Provided data section start
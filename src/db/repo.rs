use super::model::SeenRecord;
use super::{SeenStore, StoreError};
use async_trait::async_trait;
use chrono::{DateTime, Utc};
use sqlx::sqlite::{SqliteConnectOptions, SqliteJournalMode, SqlitePoolOptions, SqliteSynchronous};
use sqlx::SqlitePool;
use std::str::FromStr;
use tracing::instrument;

pub type Pool = SqlitePool;

/// Open the database. One connection only: the scheduler is the single
/// writer, and `sqlite::memory:` needs it to keep one shared database.
pub async fn init_pool(database_url: &str) -> Result<Pool, StoreError> {
    let normalized = prepare_sqlite_url(database_url);
    // WAL plus synchronous=FULL: a committed insert survives a crash.
    let options = SqliteConnectOptions::from_str(&normalized)?
        .create_if_missing(true)
        .journal_mode(SqliteJournalMode::Wal)
        .synchronous(SqliteSynchronous::Full);
    let pool = SqlitePoolOptions::new()
        .max_connections(1)
        .connect_with(options)
        .await?;
    Ok(pool)
}

/// If using a file-backed SQLite URL, expand a leading `~/` and ensure the parent
/// directory exists. Leaves in-memory URLs untouched. Returns possibly-updated URL.
fn prepare_sqlite_url(url: &str) -> String {
    if !url.starts_with("sqlite:") {
        return url.to_string();
    }

    // In-memory URLs like sqlite::memory: or sqlite::memory:?cache=shared
    if url.starts_with("sqlite::memory") {
        return url.to_string();
    }

    let rest = &url["sqlite:".len()..];
    let path_with_query = rest.strip_prefix("//").unwrap_or(rest);

    let (path_part, query_part) = match path_with_query.split_once('?') {
        Some((p, q)) => (p, Some(q)),
        None => (path_with_query, None),
    };

    if path_part.is_empty() {
        return url.to_string();
    }

    let expanded_path = match (path_part.strip_prefix("~/"), std::env::var("HOME")) {
        (Some(rest), Ok(home)) => format!("{}/{}", home.trim_end_matches('/'), rest),
        _ => path_part.to_string(),
    };

    if let Some(parent) = std::path::Path::new(&expanded_path).parent() {
        if !parent.as_os_str().is_empty() {
            let _ = std::fs::create_dir_all(parent);
        }
    }

    let mut rebuilt = String::from("sqlite://");
    rebuilt.push_str(&expanded_path);
    if let Some(q) = query_part {
        rebuilt.push('?');
        rebuilt.push_str(q);
    }
    rebuilt
}

pub async fn run_migrations(pool: &Pool) -> Result<(), StoreError> {
    sqlx::migrate!("./migrations").run(pool).await?;
    Ok(())
}

#[instrument(skip_all, fields(listing_id = %listing_id))]
pub async fn has_seen(pool: &Pool, listing_id: &str) -> Result<bool, StoreError> {
    let found = sqlx::query_scalar::<_, i64>("SELECT 1 FROM seen_listings WHERE listing_id = ?")
        .bind(listing_id)
        .fetch_optional(pool)
        .await?;
    Ok(found.is_some())
}

/// Insert `listing_id` unless it is already present. Returns whether a row
/// was written; an existing row keeps its original `first_seen_at`.
#[instrument(skip_all, fields(listing_id = %listing_id))]
pub async fn mark_seen(pool: &Pool, listing_id: &str, at: DateTime<Utc>) -> Result<bool, StoreError> {
    let res = sqlx::query(
        "INSERT INTO seen_listings (listing_id, first_seen_at) VALUES (?, ?) ON CONFLICT(listing_id) DO NOTHING",
    )
    .bind(listing_id)
    .bind(at)
    .execute(pool)
    .await?;
    Ok(res.rows_affected() == 1)
}

#[instrument(skip_all, fields(listing_id = %listing_id))]
pub async fn get_seen(pool: &Pool, listing_id: &str) -> Result<Option<SeenRecord>, StoreError> {
    let rec = sqlx::query_as::<_, SeenRecord>(
        "SELECT listing_id, first_seen_at FROM seen_listings WHERE listing_id = ?",
    )
    .bind(listing_id)
    .fetch_optional(pool)
    .await?;
    Ok(rec)
}

pub async fn count_seen(pool: &Pool) -> Result<i64, StoreError> {
    let cnt: i64 = sqlx::query_scalar("SELECT COUNT(*) FROM seen_listings")
        .fetch_one(pool)
        .await?;
    Ok(cnt)
}

/// `SeenStore` over the `seen_listings` table.
#[derive(Debug, Clone)]
pub struct SqliteSeenStore {
    pool: Pool,
}

impl SqliteSeenStore {
    /// Open `database_url` and bring the schema up to date.
    pub async fn open(database_url: &str) -> Result<Self, StoreError> {
        let pool = init_pool(database_url).await?;
        run_migrations(&pool).await?;
        Ok(Self { pool })
    }

    pub fn pool(&self) -> &Pool {
        &self.pool
    }

    pub async fn close(self) {
        self.pool.close().await;
    }
}

#[async_trait]
impl SeenStore for SqliteSeenStore {
    async fn has_seen(&self, listing_id: &str) -> Result<bool, StoreError> {
        has_seen(&self.pool, listing_id).await
    }

    async fn mark_seen(&self, listing_id: &str, at: DateTime<Utc>) -> Result<(), StoreError> {
        mark_seen(&self.pool, listing_id, at).await.map(|_| ())
    }
}

#[cfg(test)]
mod tests {
    use super::*;
    use chrono::{Duration, TimeZone};
    use tempfile::tempdir;

    async fn setup_pool() -> Pool {
        let pool = init_pool("sqlite::memory:").await.unwrap();
        run_migrations(&pool).await.unwrap();
        pool
    }

    fn t0() -> DateTime<Utc> {
        Utc.with_ymd_and_hms(2025, 3, 1, 10, 0, 0).unwrap()
    }

    #[tokio::test]
    async fn test_mark_is_idempotent() {
        let pool = setup_pool().await;
        assert!(!has_seen(&pool, "4711").await.unwrap());

        assert!(mark_seen(&pool, "4711", t0()).await.unwrap());
        assert!(!mark_seen(&pool, "4711", t0() + Duration::hours(1)).await.unwrap());

        assert!(has_seen(&pool, "4711").await.unwrap());
        assert_eq!(count_seen(&pool).await.unwrap(), 1);
        let rec = get_seen(&pool, "4711").await.unwrap().unwrap();
        assert_eq!(rec.first_seen_at, t0());
        assert!(get_seen(&pool, "other").await.unwrap().is_none());
    }

    #[tokio::test]
    async fn test_seen_state_survives_reopen() {
        let td = tempdir().unwrap();
        let url = format!("sqlite://{}/nested/seen.db", td.path().display());

        let store = SqliteSeenStore::open(&url).await.unwrap();
        store.mark_seen("a-1", t0()).await.unwrap();
        store.close().await;

        let store = SqliteSeenStore::open(&url).await.unwrap();
        assert!(store.has_seen("a-1").await.unwrap());
        assert!(!store.has_seen("a-2").await.unwrap());
        store.mark_seen("a-1", t0()).await.unwrap();
        assert_eq!(count_seen(store.pool()).await.unwrap(), 1);
    }

    #[test]
    fn test_prepare_sqlite_url() {
        assert_eq!(prepare_sqlite_url("sqlite::memory:"), "sqlite::memory:");
        assert_eq!(prepare_sqlite_url("postgres://x"), "postgres://x");
        let td = tempdir().unwrap();
        let path = td.path().join("sub").join("db.sqlite");
        let url = format!("sqlite:{}?mode=rwc", path.display());
        assert_eq!(
            prepare_sqlite_url(&url),
            format!("sqlite://{}?mode=rwc", path.display())
        );
        assert!(td.path().join("sub").exists());
    }
}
Provided data section end
» Task requirements:
Set aside each line above that includes the string "join" and report it.

» Reply:
        let path = td.path().join("sub").join("db.sqlite");
        assert!(td.path().join("sub").exists());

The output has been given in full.